GOAL OF THE EXERCISE: Only lines containing "long" are wanted from the data below. Copy those lines.

Collected data
use crate::{error::ExecutionError, order::Order};
use std::sync::Arc;

/// Routing contract between an [`Order`] and whatever executes it: the gateway client in
/// live/paper mode, the simulated matching engine in backtests.
///
/// `send_order` never fails synchronously - a router that cannot route schedules an
/// asynchronous rejection onto the event loop, exactly as a venue reject would arrive.
pub trait OrderRouter: Send + Sync {
    fn send_order(&self, order: &Arc<Order>);

    /// Request a cancel. An error means the request could not even be issued; rejection by
    /// the venue arrives asynchronously instead.
    fn cancel_order(&self, order: &Arc<Order>) -> Result<(), ExecutionError>;

    /// Whether this router currently has a route to the venue.
    fn is_up(&self) -> bool;
}
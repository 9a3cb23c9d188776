use crate::{MachineSnapshot, Result, TelemetryCollector, TelemetryError};
use std::sync::atomic::{AtomicUsize, Ordering};
use time::OffsetDateTime;

/// In-process collector returning a fixed snapshot. Counts how often it was sampled.
pub struct MockCollector {
    snapshot: MachineSnapshot,
    fail_with: Option<String>,
    calls: AtomicUsize,
}

impl MockCollector {
    pub fn new(snapshot: MachineSnapshot) -> Self {
        Self {
            snapshot,
            fail_with: None,
            calls: AtomicUsize::new(0),
        }
    }

    /// A collector whose every sample fails with `msg`.
    pub fn failing(msg: &str) -> Self {
        Self {
            fail_with: Some(msg.to_string()),
            ..Self::default()
        }
    }

    pub fn calls(&self) -> usize {
        self.calls.load(Ordering::Relaxed)
    }
}

impl Default for MockCollector {
    fn default() -> Self {
        Self::new(MachineSnapshot {
            cpu_rate: 23.5,
            memory: 16 * 1024 * 1024 * 1024,
            available_memory: 6 * 1024 * 1024 * 1024,
            uplink_speed: 12_800,
            downlink_speed: 256_000,
            temperature: 48.0,
            battery: 87.0,
            ts: None,
        })
    }
}

impl TelemetryCollector for MockCollector {
    fn current_snapshot(&self) -> Result<MachineSnapshot> {
        self.calls.fetch_add(1, Ordering::Relaxed);
        if let Some(msg) = &self.fail_with {
            return Err(TelemetryError::Backend(msg.clone()));
        }
        let mut snap = self.snapshot.clone();
        snap.ts = Some(OffsetDateTime::now_utc());
        Ok(snap)
    }
}
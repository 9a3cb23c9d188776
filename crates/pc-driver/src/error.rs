use thiserror::Error;

pub type Result<T, E = DriverError> = core::result::Result<T, E>;

#[derive(Debug, Error)]
pub enum DriverError {
    #[error("command name is empty")]
    EmptyCommand,
    #[error("service not implemented: {0}")]
    NotImplemented(String),
    #[error("invalid input for {service}.{parameter}: {reason}")]
    InvalidInput {
        service: &'static str,
        parameter: &'static str,
        reason: String,
    },
    #[error("action failed: {0}")]
    Action(#[from] host_actions::ActionError),
    #[error("configuration error: {0}")]
    Config(String),
    #[error("metrics error: {0}")]
    Metrics(String),
}
use anyhow::Result;
use clap::{ArgAction, Parser, Subcommand, ValueEnum};
use std::path::PathBuf;
use std::sync::Arc;
use tracing::{debug, info};

use host_actions::{RecordingPower, RecordingSpeaker};
use host_telemetry::{CollectorMetrics, MockCollector};
use net_reach::{InterfaceInfo, InterfaceSource, MockProbe, ProcNetInterfaces, StaticInterfaces};
use pc_driver::{
    CommandRequest, DiscoveryMode, Driver, DriverConfig, PcDriver, PcParameter, Point,
};

#[derive(Parser, Debug)]
#[command(
    name = "pc",
    version,
    about = "Local machine driver: read points, run services, describe the device",
    disable_help_subcommand = true
)]
struct Cli {
    /// Driver config (YAML, or JSON by extension)
    #[arg(long, global = true)]
    config: Option<PathBuf>,

    /// Use in-process mock backends instead of the host
    #[arg(long, action = ArgAction::SetTrue, global = true)]
    mock: bool,

    /// Print driver counters (Prometheus text) to stderr when done
    #[arg(long, action = ArgAction::SetTrue, global = true)]
    stats: bool,

    #[command(subcommand)]
    command: Commands,
}

#[derive(Copy, Clone, Debug, Eq, PartialEq, ValueEnum)]
enum Discovery {
    Metrics,
    Network,
}

impl From<Discovery> for DiscoveryMode {
    fn from(d: Discovery) -> Self {
        match d {
            Discovery::Metrics => DiscoveryMode::Metrics,
            Discovery::Network => DiscoveryMode::Network,
        }
    }
}

#[derive(Subcommand, Debug)]
enum Commands {
    /// Read points; NAME reads a metric, NAME=ADDRESS probes an address
    Read {
        #[arg(required = true)]
        points: Vec<String>,
        /// Probe timeout in milliseconds (overrides config)
        #[arg(long)]
        timeout_ms: Option<u64>,
        /// Report probe status for successful probes too
        #[arg(long, action = ArgAction::SetTrue)]
        retrieve_status: bool,
    },
    /// Print the device self-description as JSON
    Describe {
        /// Discovery strategy (overrides config)
        #[arg(long, value_enum)]
        discovery: Option<Discovery>,
    },
    /// Invoke a service, e.g. `control Speak hello` or `control Reboot 15`
    Control {
        name: String,
        /// Input as JSON; anything that is not valid JSON is sent as a string
        #[arg(default_value = "null")]
        input: String,
    },
    /// List local interfaces with their gateways and DNS servers
    Interfaces,
    /// Print the driver counters in Prometheus text format
    Metrics,
}

fn main() -> Result<()> {
    setup_tracing();
    let cli = Cli::parse();

    let mut cfg = match &cli.config {
        Some(path) => pc_driver::load_config(path)?,
        None => DriverConfig::default(),
    };
    if let Commands::Describe {
        discovery: Some(d), ..
    } = &cli.command
    {
        cfg.discovery = (*d).into();
    }

    let driver = if cli.mock {
        mock_driver(cfg.discovery)?
    } else {
        PcDriver::from_config(&cfg)?
    };
    info!(driver = PcDriver::CODE, mock = cli.mock, "driver ready");

    match cli.command {
        Commands::Read {
            points,
            timeout_ms,
            retrieve_status,
        } => {
            let param = PcParameter {
                timeout_ms: timeout_ms.unwrap_or(cfg.parameter.timeout_ms),
                retrieve_status: retrieve_status || cfg.parameter.retrieve_status,
            };
            read(&driver, param, &points)?
        }
        Commands::Describe { .. } => {
            println!("{}", serde_json::to_string_pretty(&driver.describe())?);
        }
        Commands::Control { name, input } => control(&driver, &cfg.parameter, name, &input)?,
        Commands::Interfaces => interfaces(cli.mock)?,
        Commands::Metrics => {
            print!("{}", driver.stats().encode_text());
            return Ok(());
        }
    }

    if cli.stats {
        eprint!("{}", driver.stats().encode_text());
    }
    Ok(())
}

fn setup_tracing() {
    let _ = tracing_subscriber::fmt()
        .with_env_filter(tracing_subscriber::EnvFilter::from_default_env())
        .with_writer(std::io::stderr)
        .try_init();
}

fn parse_point(spec: &str) -> Point {
    match spec.split_once('=') {
        Some((name, address)) => Point::with_address(name, address),
        None => Point::named(spec),
    }
}

fn read(driver: &PcDriver, param: PcParameter, specs: &[String]) -> Result<()> {
    let node = driver.open(param)?;
    let points: Vec<Point> = specs.iter().map(|s| parse_point(s)).collect();
    debug!(count = points.len(), "reading points");
    let result = driver.read(&node, &points);
    let sorted: std::collections::BTreeMap<_, _> = result.into_iter().collect();
    println!("{}", serde_json::to_string_pretty(&sorted)?);
    driver.close(node);
    Ok(())
}

// JSON when it parses, otherwise the raw text as a string.
fn parse_input(input: &str) -> serde_json::Value {
    serde_json::from_str(input).unwrap_or_else(|_| serde_json::Value::String(input.to_string()))
}

fn control(driver: &PcDriver, param: &PcParameter, name: String, input: &str) -> Result<()> {
    let input_data = parse_input(input);
    let node = driver.open(param.clone())?;
    driver.control(
        &node,
        &CommandRequest {
            name: name.clone(),
            input_data,
        },
    )?;
    println!("{name}: ok");
    driver.close(node);
    Ok(())
}

fn interfaces(mock: bool) -> Result<()> {
    let list = if mock {
        mock_interfaces().interfaces()?
    } else {
        ProcNetInterfaces::new().interfaces()?
    };
    for i in list {
        let join = |v: &[std::net::IpAddr]| {
            v.iter().map(|a| a.to_string()).collect::<Vec<_>>().join(",")
        };
        println!(
            "{}\tgateways={}\tdns={}",
            i.name,
            join(&i.gateways),
            join(&i.dns_servers)
        );
    }
    Ok(())
}

fn mock_interfaces() -> StaticInterfaces {
    use std::net::{IpAddr, Ipv4Addr};
    StaticInterfaces::new(vec![InterfaceInfo {
        name: "mock0".to_string(),
        gateways: vec![IpAddr::V4(Ipv4Addr::new(127, 0, 0, 1))],
        dns_servers: vec![IpAddr::V4(Ipv4Addr::new(127, 0, 0, 53))],
    }])
}

fn mock_driver(discovery: DiscoveryMode) -> Result<PcDriver> {
    let driver = PcDriver::builder()
        .discovery(discovery)
        .metrics(Arc::new(CollectorMetrics::new(MockCollector::default())))
        .probe(Arc::new(
            MockProbe::new()
                .reachable("127.0.0.1", 0)
                .reachable("localhost", 0)
                .reachable("127.0.0.53", 1),
        ))
        .interfaces(Arc::new(mock_interfaces()))
        .speaker(Arc::new(RecordingSpeaker::new()))
        .power(Arc::new(RecordingPower::new()))
        .build()?;
    Ok(driver)
}
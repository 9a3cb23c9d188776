use core::fmt;
use serde::{Deserialize, Serialize};
use std::net::IpAddr;

/// Outcome reported by an echo probe that completed.
#[derive(Debug, Clone, Copy, PartialEq, Eq, Serialize, Deserialize)]
pub enum ProbeStatus {
    Success,
    TimedOut,
    DestinationHostUnreachable,
    DestinationNetworkUnreachable,
    TtlExpired,
    Unknown,
}

impl ProbeStatus {
    pub fn is_success(self) -> bool {
        self == ProbeStatus::Success
    }

    pub fn as_str(self) -> &'static str {
        match self {
            ProbeStatus::Success => "Success",
            ProbeStatus::TimedOut => "TimedOut",
            ProbeStatus::DestinationHostUnreachable => "DestinationHostUnreachable",
            ProbeStatus::DestinationNetworkUnreachable => "DestinationNetworkUnreachable",
            ProbeStatus::TtlExpired => "TtlExpired",
            ProbeStatus::Unknown => "Unknown",
        }
    }
}

impl fmt::Display for ProbeStatus {
    fn fmt(&self, f: &mut fmt::Formatter<'_>) -> fmt::Result {
        f.write_str(self.as_str())
    }
}

#[derive(Debug, Clone, Copy, PartialEq, Eq, Serialize, Deserialize)]
pub struct ProbeReply {
    pub status: ProbeStatus,
    /// Round-trip time in milliseconds; zero unless `status` is `Success`.
    pub round_trip_ms: u64,
}

impl ProbeReply {
    pub fn success(round_trip_ms: u64) -> Self {
        Self {
            status: ProbeStatus::Success,
            round_trip_ms,
        }
    }

    pub fn failed(status: ProbeStatus) -> Self {
        Self {
            status,
            round_trip_ms: 0,
        }
    }
}

/// One local network interface with the addresses worth probing from it.
#[derive(Debug, Clone, Default, PartialEq, Eq, Serialize, Deserialize)]
pub struct InterfaceInfo {
    pub name: String,
    #[serde(default)]
    pub gateways: Vec<IpAddr>,
    #[serde(default)]
    pub dns_servers: Vec<IpAddr>,
}
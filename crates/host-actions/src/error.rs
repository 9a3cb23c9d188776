use thiserror::Error;

pub type Result<T, E = ActionError> = core::result::Result<T, E>;

#[derive(Debug, Error)]
pub enum ActionError {
    #[error("failed to launch {program}: {reason}")]
    Spawn { program: String, reason: String },
    #[error("I/O error: {0}")]
    Io(String),
}
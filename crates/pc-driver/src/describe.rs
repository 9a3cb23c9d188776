use crate::{PropertySpec, ServiceDescriptor, ThingSpec, SERVICES};
use host_telemetry::{Metric, MetricSource};
use net_reach::InterfaceSource;
use std::net::IpAddr;
use tracing::{debug, warn};

/// Fixed metric properties (read-only) plus one service per registered command.
pub fn describe_metrics(source: &dyn MetricSource) -> ThingSpec {
    let properties = source
        .list_metrics()
        .into_iter()
        .map(|id| match Metric::from_name(id) {
            Some(metric) => {
                let d = metric.descriptor();
                let mut p = PropertySpec::create(d.id, d.name, Some(d.data_type), 0, None);
                if let (Some(unit), Some(unit_name)) = (d.unit, d.unit_name) {
                    p.data_type = p.data_type.map(|t| t.with_unit(unit, unit_name));
                }
                p.read_only()
            }
            None => PropertySpec::create(id, id, None, 0, None).read_only(),
        })
        .collect();

    ThingSpec {
        properties,
        services: SERVICES.iter().map(ServiceDescriptor::to_spec).collect(),
    }
}

/// One probe property per distinct gateway and IPv4 DNS server of the local interfaces.
///
/// The first address of each class is `Gateway` / `Dns`, later ones `Gateway2`,
/// `Dns2`, ... in enumeration order. An enumeration failure yields an empty spec.
pub fn describe_network(source: &dyn InterfaceSource) -> ThingSpec {
    let interfaces = match source.interfaces() {
        Ok(list) => list,
        Err(e) => {
            warn!("interface enumeration failed: {e}");
            return ThingSpec::default();
        }
    };

    let mut gateways = AddressClass::new("Gateway");
    let mut dns = AddressClass::new("Dns");
    let mut properties = Vec::new();
    for iface in &interfaces {
        for gw in &iface.gateways {
            if let Some(id) = gateways.claim(*gw) {
                properties.push(probe_property(&id, &format!("{} gateway", iface.name), gw));
            }
        }
        for server in iface.dns_servers.iter().filter(|a| a.is_ipv4()) {
            if let Some(id) = dns.claim(*server) {
                properties.push(probe_property(&id, &format!("{} DNS", iface.name), server));
            }
        }
    }
    debug!(
        interfaces = interfaces.len(),
        properties = properties.len(),
        "network discovery"
    );

    ThingSpec {
        properties,
        services: Vec::new(),
    }
}

fn probe_property(id: &str, name: &str, addr: &IpAddr) -> PropertySpec {
    let mut p = PropertySpec::create(id, name, Some("int"), 0, Some(&addr.to_string()));
    p.data_type = p.data_type.map(|t| t.with_unit("ms", "milliseconds"));
    p
}

struct AddressClass {
    prefix: &'static str,
    seen: Vec<IpAddr>,
}

impl AddressClass {
    fn new(prefix: &'static str) -> Self {
        Self {
            prefix,
            seen: Vec::new(),
        }
    }

    // Returns the property id for a first sighting, None for a duplicate.
    fn claim(&mut self, addr: IpAddr) -> Option<String> {
        if self.seen.contains(&addr) {
            return None;
        }
        self.seen.push(addr);
        Some(match self.seen.len() {
            1 => self.prefix.to_string(),
            n => format!("{}{n}", self.prefix),
        })
    }
}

ANSWER FOR THIS EXERCISE:
    #[arg(long, global = true)]
    #[arg(long, action = ArgAction::SetTrue, global = true)]
    #[arg(long, action = ArgAction::SetTrue, global = true)]
        #[arg(long)]
        #[arg(long, action = ArgAction::SetTrue)]
        #[arg(long, value_enum)]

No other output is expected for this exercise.